The cosmetics sector is a sector that is continually innovating to meet current and future regulatory and legislative requirements, as well as to adapt to the demands of consumers, who demand more effective and natural products. Currently, there is a trend and a great demand for natural products, whose formulations are mainly made up of ingredients of natural origin.
In addition, consumers are demanding more effective cosmetic skin care products that can solve certain problems, such as ageing, more effectively and more quickly. These circumstances are driving the cosmetics industry to search for products and ingredients with advanced properties. However, although the demands of the sector are clear, the formulation processes and ingredients have limitations, in most cases associated with the stability and bioavailability of the active compounds after application. One of the most studied and explored technological alternatives is through encapsulation processes, in which sensitive active ingredients can be protected, increasing their stability and even influencing and improving release kinetics and bioavailability.
AINIA, aware of this paradigm, is studying and evaluating, through the MAREA project "New advanced encapsulation materials for the microencapsulation of sensitive compounds", the capacity of certain materials to form controlled release systems, through microencapsulation processes, so that the active compound is directed exclusively to the target cells of the skin and is released at that specific point.
Targeted and controlled release of therapeutic molecules is a field that has been studied for decades due to the great interest it started to arouse in the pharmaceutical industry and later also in the cosmetic and food industry. It is defined as a process of dosing an active molecule at a specific rate and/or in a specific location, allowing adequate bioavailability values to be obtained and guaranteeing the therapeutic effect after application. However, these delivery systems have certain limitations, such as specific transport to the target cells of interest, depending on the application. To overcome this limitation, the external surface of the encapsulation materials can be functionalised with biomolecules capable of interacting specifically with overexpressed receptors on the cells of interest.
The MAREA project has focused its research on the generation of targeted delivery systems in two types of materials: polymer-based materials with biodegradability and biocompatibility properties, such as polylactic acid (PLA) and polylactic-glycolic acid (PLGA), and materials of natural origin, such as exosomes. These consist of vesicular structures secreted by cells and containing some protein or portions of nucleic acids. They are characterised by specific markers in their membrane that allow interaction with target cells, so that no surface modification is necessary.

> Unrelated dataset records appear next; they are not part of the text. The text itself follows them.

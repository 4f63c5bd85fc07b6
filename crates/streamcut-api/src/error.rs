// crates/streamcut-api/src/error.rs

use thiserror::Error;

/// Errors at the HTTP client boundary. Everything user-facing is rendered
/// through Display — the banners show these strings verbatim.
#[derive(Debug, Error)]
pub enum ApiError {
    /// The service answered with a non-success status.
    #[error("service returned HTTP {0}")]
    Status(u16),

    /// Connection, TLS, or protocol failure before a status arrived.
    #[error("request failed: {0}")]
    Transport(ureq::Error),

    #[error("malformed response: {0}")]
    Decode(#[from] serde_json::Error),

    #[error("poster decode: {0}")]
    Poster(#[from] png::DecodingError),

    #[error("io: {0}")]
    Io(#[from] std::io::Error),
}

impl From<ureq::Error> for ApiError {
    fn from(e: ureq::Error) -> Self {
        // ureq reports non-2xx as an error variant; split it out so the
        // banner can say "HTTP 422" instead of a transport-sounding message.
        match e {
            ureq::Error::StatusCode(code) => ApiError::Status(code),
            other => ApiError::Transport(other),
        }
    }
}
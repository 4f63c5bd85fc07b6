// crates/streamcut-ui/src/modules/player.rs
//
// PlayerPanel: the central playback view. Renders the latest decoded frame
// letterboxed to the poster-derived aspect ratio, with transport controls
// underneath. Falls back to the poster (then a placeholder) until frames
// arrive.

use super::{PanelModule, PosterCache};
use streamcut_core::commands::AppCommand;
use streamcut_core::helpers::aspect::{ratio_from_poster, DEFAULT_RATIO};
use streamcut_core::helpers::time::{format_duration, format_marker};
use streamcut_core::state::{AssetStatus, SessionState};
use crate::theme::{DARK_BG_0, DARK_TEXT_DIM, RED_DIM};
use egui::{Align2, Color32, FontId, Pos2, Rect, RichText, TextureHandle, Ui, Vec2};

/// Seconds skipped by the arrow keys. Segment-aligned seeking makes
/// frame-stepping pointless for remote streams.
const SKIP_STEP: f64 = 5.0;

pub struct PlayerPanel {
    /// Latest live playback frame, set by app.rs before each ui() pass.
    pub current_frame: Option<TextureHandle>,
}

impl PlayerPanel {
    pub fn new() -> Self {
        Self { current_frame: None }
    }
}

impl PanelModule for PlayerPanel {
    fn name(&self) -> &str { "Player" }

    fn ui(&mut self, ui: &mut Ui, state: &SessionState, posters: &mut PosterCache, cmd: &mut Vec<AppCommand>) {
        let Some(asset) = state.selected() else {
            ui.centered_and_justified(|ui| {
                ui.vertical_centered(|ui| {
                    ui.label(RichText::new("▶").size(40.0).color(DARK_TEXT_DIM));
                    ui.label(RichText::new("Pick an asset from the library, or upload one")
                        .size(12.0).color(DARK_TEXT_DIM));
                });
            });
            return;
        };

        // ── Keyboard transport ───────────────────────────────────────────────
        if ui.input(|i| i.key_pressed(egui::Key::Space)) {
            if state.is_playing { cmd.push(AppCommand::Pause); }
            else                { cmd.push(AppCommand::Play);  }
        }
        if ui.input(|i| i.key_pressed(egui::Key::ArrowLeft)) {
            cmd.push(AppCommand::SetPlayhead((state.current_time - SKIP_STEP).max(0.0)));
        }
        if ui.input(|i| i.key_pressed(egui::Key::ArrowRight)) {
            let total = asset.duration.max(0.0);
            cmd.push(AppCommand::SetPlayhead((state.current_time + SKIP_STEP).min(total)));
        }
        // I / O — mark the clip range without leaving the keyboard.
        if ui.input(|i| i.key_pressed(egui::Key::I)) {
            cmd.push(AppCommand::MarkStart);
        }
        if ui.input(|i| i.key_pressed(egui::Key::O)) {
            cmd.push(AppCommand::MarkEnd);
        }
        // Escape collapses the trim strip back to plain playback.
        if ui.input(|i| i.key_pressed(egui::Key::Escape)) {
            cmd.push(AppCommand::OpenLibrary);
        }

        ui.vertical(|ui| {
            // ── Viewport ─────────────────────────────────────────────────────
            let controls_h = 64.0;
            let avail = ui.available_size() - Vec2::new(0.0, controls_h);

            // Poster aspect drives the layout; the stream's own reported
            // shape is not trusted (some renditions misreport until a few
            // segments in).
            let ratio = asset.poster_size
                .map(|(w, h)| ratio_from_poster(w, h))
                .unwrap_or(DEFAULT_RATIO);

            let (view_w, view_h) = if avail.x / avail.y.max(1.0) > ratio {
                (avail.y * ratio, avail.y)
            } else {
                (avail.x, avail.x / ratio)
            };
            let view = Rect::from_center_size(
                Pos2::new(ui.max_rect().center().x, ui.cursor().top() + avail.y / 2.0),
                Vec2::new(view_w.max(1.0), view_h.max(1.0)),
            );

            let painter = ui.painter_at(ui.max_rect());
            painter.rect_filled(view, 4.0, DARK_BG_0);

            let frame_tex = self.current_frame.as_ref()
                .or_else(|| posters.get(&asset.id));
            if let Some(tex) = frame_tex {
                painter.image(
                    tex.id(),
                    view,
                    Rect::from_min_max(Pos2::ZERO, Pos2::new(1.0, 1.0)),
                    Color32::WHITE,
                );
            } else {
                let hint = match &asset.status {
                    AssetStatus::Preparing   => "Preparing on the service…",
                    AssetStatus::Errored(e)  => e.as_str(),
                    AssetStatus::Ready       => "Loading stream…",
                };
                painter.text(
                    view.center(), Align2::CENTER_CENTER,
                    hint, FontId::proportional(12.0), DARK_TEXT_DIM,
                );
            }

            // Playback-error banner across the top of the viewport.
            if let Some(err) = &state.playback_error {
                let banner = Rect::from_min_size(
                    view.min, Vec2::new(view.width(), 24.0));
                painter.rect_filled(banner, 4.0, Color32::from_rgb(60, 22, 22));
                painter.text(
                    banner.left_center() + Vec2::new(8.0, 0.0), Align2::LEFT_CENTER,
                    format!("⚠ {err}"), FontId::proportional(11.0), RED_DIM,
                );
            }

            ui.advance_cursor_after_rect(Rect::from_min_size(
                ui.cursor().min, Vec2::new(ui.available_width(), avail.y)));

            // ── Transport ────────────────────────────────────────────────────
            ui.add_space(4.0);
            ui.horizontal(|ui| {
                let play_label = if state.is_playing { "⏸" } else { "▶" };
                let playable = asset.is_ready() && state.playback_error.is_none();
                if ui.add_enabled(playable, egui::Button::new(play_label)
                    .min_size(egui::vec2(34.0, 26.0))).clicked()
                {
                    if state.is_playing { cmd.push(AppCommand::Pause); }
                    else                { cmd.push(AppCommand::Play);  }
                }

                ui.label(RichText::new(format!(
                    "{} / {}",
                    format_marker(state.current_time),
                    format_duration(asset.duration.max(0.0)),
                )).monospace().size(11.0).color(DARK_TEXT_DIM));

                // Playhead scrubber.
                let total = asset.duration.max(0.0);
                if total > 0.0 {
                    let mut t = state.current_time.clamp(0.0, total);
                    let slider = egui::Slider::new(&mut t, 0.0..=total)
                        .show_value(false);
                    let resp = ui.add_sized(
                        egui::vec2((ui.available_width() - 90.0).max(40.0), 18.0), slider);
                    if resp.changed() {
                        cmd.push(AppCommand::SetPlayhead(t));
                    }
                }

                ui.with_layout(egui::Layout::right_to_left(egui::Align::Center), |ui| {
                    if ui.button("✂ Clip").clicked() {
                        cmd.push(AppCommand::OpenTrimmer(asset.id));
                    }
                });
            });
        });
    }
}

For the selection of the encapsulation polymeric materials (PLA and PLGA), both their technical capacity to form capsules by means of certain microencapsulation processes and their biocompatibility and biodegradability properties were taken into account. The latter property, biodegradability, is of great relevance, as the cosmetics sector faces the great challenge of complying with future legislation regarding the elimination of microplastics and thus achieving the Sustainable Development Goals (SDGs) regarding the elimination of microplastics in the marine environment. Most cosmetic formulations contain many compounds of synthetic origin, which are considered microplastics. Therefore, the sector is engaged in the search for alternative ingredients of natural origin that do not generate microplastics and, therefore, do not pollute the marine environment.

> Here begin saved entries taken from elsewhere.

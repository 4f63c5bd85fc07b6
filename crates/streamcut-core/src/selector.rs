// crates/streamcut-core/src/selector.rs
//
// The clip range selector. Three independent sources report a time:
//
//   1. the playing media source (its current position),
//   2. the user's mark-in / mark-out buttons,
//   3. the on-screen range widget (drag handles), which reports a whole
//      (start, end) pair at once.
//
// Instead of three sets of synchronized mutable fields, the selection is a
// single value plus one transition function. Callers feed it a RangeEvent
// and get back the side effect to run, as data. The caller must record the
// state change before executing the effect — a rapid double-mark then
// cannot observe a seek racing ahead of the marker write.

use serde::{Deserialize, Serialize};

/// User-chosen sub-range of an asset's timeline, in seconds.
///
/// Both fields are independent: marking an end before a start is allowed,
/// and a start past the end is stored verbatim. The service rejects ranges
/// it cannot cut; the selector does not second-guess the user mid-edit.
#[derive(Clone, Copy, Debug, Default, PartialEq, Serialize, Deserialize)]
pub struct RangeSelection {
    pub start_time: Option<f64>,
    pub end_time:   Option<f64>,
}

/// One input to the selector, from whichever time source fired.
#[derive(Clone, Copy, Debug, PartialEq)]
pub enum RangeEvent {
    /// Mark-in pressed at the given playback position.
    MarkStart(f64),
    /// Mark-out pressed at the given playback position.
    MarkEnd(f64),
    /// The range widget reported a new pair. Overwrites both fields
    /// exactly as received — no clamping, no reordering.
    WidgetUpdate { start: f64, end: f64 },
    /// Reset both markers.
    Clear,
}

/// Side effect requested by a transition, executed by the caller.
#[derive(Clone, Copy, Debug, PartialEq)]
pub enum RangeEffect {
    /// Move the media source to this position (never negative).
    SeekTo(f64),
}

impl RangeSelection {
    /// Apply one event and return the effect to run afterwards, if any.
    ///
    /// Marking seeks the source to the marked point so the user sees the
    /// frame they just chose. Widget updates never seek — the handles are
    /// already where the user is looking.
    pub fn apply(&mut self, event: RangeEvent) -> Option<RangeEffect> {
        match event {
            RangeEvent::MarkStart(pos) => {
                self.start_time = Some(pos);
                Some(RangeEffect::SeekTo(pos.max(0.0)))
            }
            RangeEvent::MarkEnd(pos) => {
                self.end_time = Some(pos);
                Some(RangeEffect::SeekTo(pos.max(0.0)))
            }
            RangeEvent::WidgetUpdate { start, end } => {
                self.start_time = Some(start);
                self.end_time   = Some(end);
                None
            }
            RangeEvent::Clear => {
                self.start_time = None;
                self.end_time   = None;
                None
            }
        }
    }

    /// Both markers set — the selection can be submitted.
    pub fn is_complete(&self) -> bool {
        self.start_time.is_some() && self.end_time.is_some()
    }

    /// The (start, end) pair when complete, in the order the user set them.
    pub fn bounds(&self) -> Option<(f64, f64)> {
        match (self.start_time, self.end_time) {
            (Some(s), Some(e)) => Some((s, e)),
            _ => None,
        }
    }
}

#[cfg(test)]
mod tests {
    use super::*;

    #[test]
    fn mark_start_stores_and_seeks() {
        let mut sel = RangeSelection::default();
        let fx = sel.apply(RangeEvent::MarkStart(5.0));
        assert_eq!(sel.start_time, Some(5.0));
        assert_eq!(sel.end_time, None);
        assert_eq!(fx, Some(RangeEffect::SeekTo(5.0)));
    }

    #[test]
    fn mark_end_stores_and_seeks() {
        let mut sel = RangeSelection::default();
        let fx = sel.apply(RangeEvent::MarkEnd(12.0));
        assert_eq!(sel.end_time, Some(12.0));
        assert_eq!(fx, Some(RangeEffect::SeekTo(12.0)));
    }

    #[test]
    fn inverted_range_is_kept_verbatim() {
        // Start marked after end: both values stay present, in the order
        // the user set them. Nothing reorders or rejects.
        let mut sel = RangeSelection::default();
        sel.apply(RangeEvent::MarkEnd(4.0));
        sel.apply(RangeEvent::MarkStart(9.0));
        assert_eq!(sel.bounds(), Some((9.0, 4.0)));
    }

    #[test]
    fn widget_update_overwrites_both_fields_exactly() {
        let mut sel = RangeSelection::default();
        sel.apply(RangeEvent::MarkStart(1.0));
        sel.apply(RangeEvent::MarkEnd(2.0));

        let fx = sel.apply(RangeEvent::WidgetUpdate { start: 3.2, end: 9.7 });
        assert_eq!(fx, None);
        assert_eq!(sel.start_time, Some(3.2));
        assert_eq!(sel.end_time, Some(9.7));
    }

    #[test]
    fn widget_update_does_not_validate() {
        let mut sel = RangeSelection::default();
        sel.apply(RangeEvent::WidgetUpdate { start: 9.7, end: 3.2 });
        assert_eq!(sel.bounds(), Some((9.7, 3.2)));
    }

    #[test]
    fn negative_mark_seeks_to_zero_but_stores_raw() {
        // Positions come from the media source; a slightly-negative value
        // (seen during source swaps) must not produce a negative seek.
        let mut sel = RangeSelection::default();
        let fx = sel.apply(RangeEvent::MarkStart(-0.04));
        assert_eq!(sel.start_time, Some(-0.04));
        assert_eq!(fx, Some(RangeEffect::SeekTo(0.0)));
    }

    #[test]
    fn clear_resets_both() {
        let mut sel = RangeSelection::default();
        sel.apply(RangeEvent::WidgetUpdate { start: 1.0, end: 2.0 });
        assert_eq!(sel.apply(RangeEvent::Clear), None);
        assert!(!sel.is_complete());
        assert_eq!(sel.bounds(), None);
    }

    #[test]
    fn incomplete_selection_has_no_bounds() {
        let mut sel = RangeSelection::default();
        sel.apply(RangeEvent::MarkStart(2.0));
        assert!(!sel.is_complete());
        assert_eq!(sel.bounds(), None);
    }
}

In order to direct the PLA and PLGA capsules towards the target cells, where the encapsulated active ingredient must be released, and thus generate the targeted release systems, we studied the modification of the capsule surface with biomolecules capable of interacting with specific receptors expressed on the target cells of interest, which in this case were the keratinocytes of the skin. Therefore, certain penetrating peptides, which have the ability to cross the stratum corneum and target skin keratinocytes, were selected and anchored to the surface of the polymeric capsules. A computational chemistry-based predictive modelling study was carried out in collaboration with Swansea University in order to define the form of anchorage between the peptides and the polymers, with the aim of obtaining a stable and functional capsule.
Verification of the efficacy and safety of the targeted release systems obtained in the project was performed in vitro in 3D cellular models based on skin cells such as keratinocytes and dermal fibroblasts. The search for evidence to support claims of cosmetic effectiveness must be an integral part of cosmetic product development and not only support the communication of product effectiveness as defined by European regulation (Guideline for the Evaluation of the Efficacy of Cosmetic Products by COLIPA, The European Cosmetic and Perfumery Association). Pre-clinical studies include in vitro studies using cell models. The use of these cellular models is becoming increasingly important due to the great advances in the understanding of the complex molecular processes that regulate and control the development of the different cells that form part of the skin, individually and within the tissues. Among the many advantages are the "personalisation" depending on the product or indication sought, the duration of the trial and the variability. The results obtained in these in vitro studies with the delivery systems developed have been used to modify and adjust the development of the capsules to ensure the biocompatibility of the samples, as well as their effectiveness.